Segment Start: DATA UNDER STUDY

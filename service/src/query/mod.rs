//! [`Query`] definition.

pub mod availability;
pub mod quote;
pub mod report;
pub mod reservations;
pub mod reviews;
pub mod space;
pub mod spaces;

use common::operations::{By, Select};
use tracerr::Traced;

use crate::{
    infra::{store, Storage},
    Service,
};

/// [`Query`] of the [`Service`].
pub use common::Handler as Query;

/// [`Query`] [`Select`]ing a `T`ype from a [`Storage`].
#[derive(Clone, Copy, Debug)]
#[expect(clippy::module_name_repetitions, reason = "more readable")]
pub struct StoreQuery<T>(T);

impl<W, B> StoreQuery<By<W, B>> {
    /// Creates a new [`StoreQuery`] selecting a `W` by the provided `B`.
    #[must_use]
    pub fn by(by: B) -> Self {
        Self(By::new(by))
    }
}

impl<Db, W, B> Query<StoreQuery<By<W, B>>> for Service<Db>
where
    Db: Storage<Select<By<W, B>>, Ok = W, Err = Traced<store::Error>>,
{
    type Ok = W;
    type Err = Traced<store::Error>;

    async fn execute(
        &self,
        StoreQuery(by): StoreQuery<By<W, B>>,
    ) -> Result<Self::Ok, Self::Err> {
        self.store()
            .execute(Select(by))
            .await
            .map_err(tracerr::wrap!())
    }
}
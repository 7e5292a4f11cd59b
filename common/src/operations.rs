//! Abstract operations.

use std::marker::PhantomData;

use crate::Handler;

/// Operation to insert a value.
#[derive(Clone, Copy, Debug)]
pub struct Insert<T>(pub T);

/// Operation to update a value.
#[derive(Clone, Copy, Debug)]
pub struct Update<T>(pub T);

/// Operation to select a value.
#[derive(Clone, Copy, Debug)]
pub struct Select<T>(pub T);

/// Operation to lock a value.
#[derive(Clone, Copy, Debug)]
pub struct Lock<T>(pub T);

/// Operation to transact a value.
#[derive(Clone, Copy, Debug)]
pub struct Transact;

/// [`Transact`]ed value.
pub type Transacted<T> = <T as Handler<Transact>>::Ok;

/// Operation to commiting a value.
#[derive(Clone, Copy, Debug)]
pub struct Commit;

/// Selector of `W` by `B`.
#[derive(Clone, Copy, Debug)]
pub struct By<W, B> {
    /// Type of the value to select.
    _what: PhantomData<W>,

    /// Value to select by.
    by: B,
}

impl<W, B> By<W, B> {
    /// Creates a new [`By`] with the given value.
    #[must_use]
    pub fn new(by: B) -> Self {
        Self {
            _what: PhantomData,
            by,
        }
    }

    /// Consumes this [`By`] and returns the inner value.
    #[must_use]
    pub fn into_inner(self) -> B {
        self.by
    }
}
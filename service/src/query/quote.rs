//! [`Query`] pricing a [`Period`] without reserving it.

use common::operations::{By, Select};
use derive_more::{Display, Error, From};
use tracerr::Traced;

use crate::{
    domain::{
        reservation::{self, Period, Quote},
        space, Space,
    },
    infra::{store, Storage},
    Query, Service,
};

/// [`Query`] pricing a [`Period`] of a [`Space`] without reserving it.
///
/// Produces exactly the [`Quote`] that [`ReserveSpace`] would charge for the
/// same [`Period`].
///
/// [`ReserveSpace`]: crate::command::ReserveSpace
#[derive(Clone, Copy, Debug)]
pub struct PriceQuote {
    /// ID of the [`Space`] to price.
    pub space_id: space::Id,

    /// [`DateTime`] the priced [`Period`] starts at.
    ///
    /// [`DateTime`]: common::DateTime
    pub starts_at: reservation::StartDateTime,

    /// [`DateTime`] the priced [`Period`] ends at.
    ///
    /// [`DateTime`]: common::DateTime
    pub ends_at: reservation::EndDateTime,
}

impl<Db> Query<PriceQuote> for Service<Db>
where
    Db: Storage<
        Select<By<Option<Space>, space::Id>>,
        Ok = Option<Space>,
        Err = Traced<store::Error>,
    >,
{
    type Ok = Quote;
    type Err = Traced<ExecutionError>;

    async fn execute(&self, query: PriceQuote) -> Result<Self::Ok, Self::Err> {
        use ExecutionError as E;

        let period = Period::new(query.starts_at, query.ends_at)
            .ok_or(E::InvalidDateRange)
            .map_err(tracerr::wrap!())?;

        let space = self
            .store()
            .execute(Select(By::<Option<Space>, _>::new(query.space_id)))
            .await
            .map_err(tracerr::map_from_and_wrap!(=> E))?
            .ok_or(E::SpaceNotFound(query.space_id))
            .map_err(tracerr::wrap!())?;

        Ok(Quote::for_period(space.price, &period))
    }
}

/// Error of [`PriceQuote`] [`Query`] execution.
#[derive(Debug, Display, Error, From)]
pub enum ExecutionError {
    /// [`Storage`] error.
    #[display("`Storage` operation failed: {_0}")]
    #[from]
    Store(store::Error),

    /// [`Space`] with the provided ID does not exist.
    #[display("`Space(id: {_0})` does not exist")]
    SpaceNotFound(#[error(not(source))] space::Id),

    /// Provided [`Period`] doesn't start strictly before it ends.
    #[display("`Period` must start strictly before it ends")]
    InvalidDateRange,
}

#[cfg(test)]
mod spec {
    use common::{
        operations::{Commit, Insert, Transact},
        DateTime,
    };
    use rust_decimal::Decimal;

    use crate::{
        domain::{space, Space},
        infra::Store,
        Config, Query as _, Service,
    };

    use super::{ExecutionError, PriceQuote};

    async fn service() -> Service<Store> {
        let store = Store::in_memory();
        let tx = store.execute(Transact).await.unwrap();
        tx.execute(Insert(Space {
            id: 1.into(),
            name: "Garage Centro".parse().unwrap(),
            location: "Madrid".parse().unwrap(),
            description: "".parse().unwrap(),
            kind: space::Kind::Garage,
            price: "100EUR".parse().unwrap(),
            rating: space::Rating::unrated(),
            features: vec![],
            size: 20,
            status: space::Status::Active,
            owner_id: 1.into(),
            created_at: DateTime::now().coerce(),
            deleted_at: None,
        }))
        .await
        .unwrap();
        tx.execute(Commit).await.unwrap();
        Service::new(Config::default(), store)
    }

    #[tokio::test]
    async fn prices_with_ceiled_days_and_fee() {
        let service = service().await;

        let quote = service
            .execute(PriceQuote {
                space_id: 1.into(),
                starts_at: DateTime::from_rfc3339("2024-01-01T00:00:00Z")
                    .unwrap()
                    .coerce(),
                ends_at: DateTime::from_rfc3339("2024-01-02T12:00:00Z")
                    .unwrap()
                    .coerce(),
            })
            .await
            .unwrap();

        assert_eq!(quote.days, 2);
        assert_eq!(quote.base_price.amount, Decimal::new(200, 0));
        assert_eq!(quote.service_fee.amount, Decimal::new(20, 0));
        assert_eq!(quote.total.amount, Decimal::new(220, 0));
    }

    #[tokio::test]
    async fn unknown_space_is_reported() {
        let service = service().await;

        let err = service
            .execute(PriceQuote {
                space_id: 99.into(),
                starts_at: DateTime::from_rfc3339("2024-01-01T00:00:00Z")
                    .unwrap()
                    .coerce(),
                ends_at: DateTime::from_rfc3339("2024-01-02T00:00:00Z")
                    .unwrap()
                    .coerce(),
            })
            .await
            .unwrap_err();
        assert!(matches!(err.as_ref(), ExecutionError::SpaceNotFound(_)));
    }
}
//! [`Command`] for editing a listed [`Space`].

use common::{
    operations::{By, Commit, Lock, Select, Transact, Transacted, Update},
    Money,
};
use derive_more::{Display, Error, From};
use tracerr::Traced;

use crate::{
    domain::{space, Space},
    infra::{store, Storage},
    Service,
};

use super::Command;

/// [`Command`] for editing a listed [`Space`].
///
/// Only the provided fields are changed. The [`Space`]'s rating is derived
/// from reviews and cannot be edited.
#[derive(Clone, Debug, Default)]
pub struct UpdateSpace {
    /// ID of the [`Space`] to edit.
    pub id: space::Id,

    /// New name of the [`Space`], if changed.
    pub name: Option<space::Name>,

    /// New location of the [`Space`], if changed.
    pub location: Option<space::Location>,

    /// New description of the [`Space`], if changed.
    pub description: Option<space::Description>,

    /// New daily rate of the [`Space`], if changed.
    pub price: Option<Money>,

    /// New features of the [`Space`], if changed.
    pub features: Option<Vec<space::Feature>>,

    /// New size of the [`Space`] in square meters, if changed.
    pub size: Option<space::SquareMeters>,

    /// New status of the [`Space`], if changed.
    pub status: Option<space::Status>,
}

impl<Db> Command<UpdateSpace> for Service<Db>
where
    Db: Storage<Transact, Err = Traced<store::Error>>,
    Transacted<Db>: Storage<
            Lock<By<Space, space::Id>>,
            Err = Traced<store::Error>,
        > + Storage<
            Select<By<Option<Space>, space::Id>>,
            Ok = Option<Space>,
            Err = Traced<store::Error>,
        > + Storage<Update<Space>, Err = Traced<store::Error>>
        + Storage<Commit, Err = Traced<store::Error>>,
{
    type Ok = Space;
    type Err = Traced<ExecutionError>;

    async fn execute(&self, cmd: UpdateSpace) -> Result<Self::Ok, Self::Err> {
        use ExecutionError as E;

        let UpdateSpace {
            id,
            name,
            location,
            description,
            price,
            features,
            size,
            status,
        } = cmd;

        if let Some(price) = price {
            if !price.is_positive() {
                return Err(tracerr::new!(E::InvalidPrice(price)));
            }
        }

        let tx = self
            .store()
            .execute(Transact)
            .await
            .map_err(tracerr::map_from_and_wrap!(=> E))?;

        // Serialize with other edits upon the same `Space`.
        tx.execute(Lock(By::new(id)))
            .await
            .map_err(tracerr::map_from_and_wrap!(=> E))
            .map(drop)?;

        let mut space = tx
            .execute(Select(By::<Option<Space>, _>::new(id)))
            .await
            .map_err(tracerr::map_from_and_wrap!(=> E))?
            .ok_or(E::SpaceNotFound(id))
            .map_err(tracerr::wrap!())?;

        if let Some(name) = name {
            space.name = name;
        }
        if let Some(location) = location {
            space.location = location;
        }
        if let Some(description) = description {
            space.description = description;
        }
        if let Some(price) = price {
            space.price = price;
        }
        if let Some(features) = features {
            space.features = features;
        }
        if let Some(size) = size {
            space.size = size;
        }
        if let Some(status) = status {
            space.status = status;
        }

        tx.execute(Update(space.clone()))
            .await
            .map_err(tracerr::map_from_and_wrap!(=> E))
            .map(drop)?;

        tx.execute(Commit)
            .await
            .map_err(tracerr::map_from_and_wrap!(=> E))
            .map(drop)?;

        Ok(space)
    }
}

/// Error of [`UpdateSpace`] [`Command`] execution.
#[derive(Debug, Display, Error, From)]
pub enum ExecutionError {
    /// [`Storage`] error.
    #[display("`Storage` operation failed: {_0}")]
    #[from]
    Store(store::Error),

    /// [`Space`] with the provided ID does not exist.
    #[display("`Space(id: {_0})` does not exist")]
    SpaceNotFound(#[error(not(source))] space::Id),

    /// Provided price is not strictly positive.
    #[display("price `{_0}` is not strictly positive")]
    InvalidPrice(#[error(not(source))] Money),
}

#[cfg(test)]
mod spec {
    use crate::{
        command::{Command as _, CreateSpace},
        domain::space,
        infra::Store,
        Config, Service,
    };

    use super::{ExecutionError, UpdateSpace};

    async fn service_with_space() -> (Service<Store>, space::Id) {
        let service = Service::new(Config::default(), Store::in_memory());
        let space = service
            .execute(CreateSpace {
                name: "Garage Centro".parse().unwrap(),
                location: "Madrid".parse().unwrap(),
                description: "".parse().unwrap(),
                kind: space::Kind::Garage,
                price: "15EUR".parse().unwrap(),
                features: vec![],
                size: 20,
                owner_id: 1.into(),
            })
            .await
            .unwrap();
        (service, space.id)
    }

    #[tokio::test]
    async fn changes_only_the_provided_fields() {
        let (service, id) = service_with_space().await;

        let updated = service
            .execute(UpdateSpace {
                id,
                price: Some("20EUR".parse().unwrap()),
                status: Some(space::Status::Inactive),
                ..UpdateSpace::default()
            })
            .await
            .unwrap();

        assert_eq!(updated.price, "20EUR".parse().unwrap());
        assert_eq!(updated.status, space::Status::Inactive);
        assert_eq!(updated.name, "Garage Centro".parse().unwrap());
    }

    #[tokio::test]
    async fn unknown_space_is_reported() {
        let (service, _) = service_with_space().await;

        let err = service
            .execute(UpdateSpace {
                id: 99.into(),
                ..UpdateSpace::default()
            })
            .await
            .unwrap_err();
        assert!(matches!(err.as_ref(), ExecutionError::SpaceNotFound(_)));
    }

    #[tokio::test]
    async fn rejects_non_positive_price() {
        let (service, id) = service_with_space().await;

        let err = service
            .execute(UpdateSpace {
                id,
                price: Some("0EUR".parse().unwrap()),
                ..UpdateSpace::default()
            })
            .await
            .unwrap_err();
        assert!(matches!(err.as_ref(), ExecutionError::InvalidPrice(_)));
    }
}
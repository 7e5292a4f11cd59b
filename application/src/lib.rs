//! Application provides API for interacting with the [`Service`].

#![deny(
    nonstandard_style,
    rust_2018_idioms,
    rustdoc::all,
    trivial_casts,
    trivial_numeric_casts,
    unsafe_code
)]
#![forbid(non_ascii_idents)]
#![warn(
    clippy::allow_attributes,
    clippy::allow_attributes_without_reason,
    clippy::pedantic,
    clippy::wildcard_enum_match_arm,
    deprecated_in_future,
    missing_copy_implementations,
    missing_debug_implementations,
    missing_docs,
    unreachable_pub,
    unused_crate_dependencies,
    unused_import_braces,
    unused_labels,
    unused_lifetimes,
    unused_qualifications,
    unused_results
)]

pub mod api;
pub mod args;
pub mod config;
pub mod error;

// Used in binary.
use tokio as _;
use tower_http as _;
use tracing_subscriber as _;

pub use self::{
    args::Args,
    config::Config,
    error::{AsError, Error},
};

/// [`Service`] with filled infrastructure dependencies.
///
/// [`Service`]: service::Service
pub type Service = service::Service<service::infra::Store>;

Segment End: DATA UNDER STUDY

• _PROBLEM DESCRIPTION_
Using the records, work out how many lines include "Decimal", and reply with that number alone.

• _SOLUTION TO THIS TASK_
4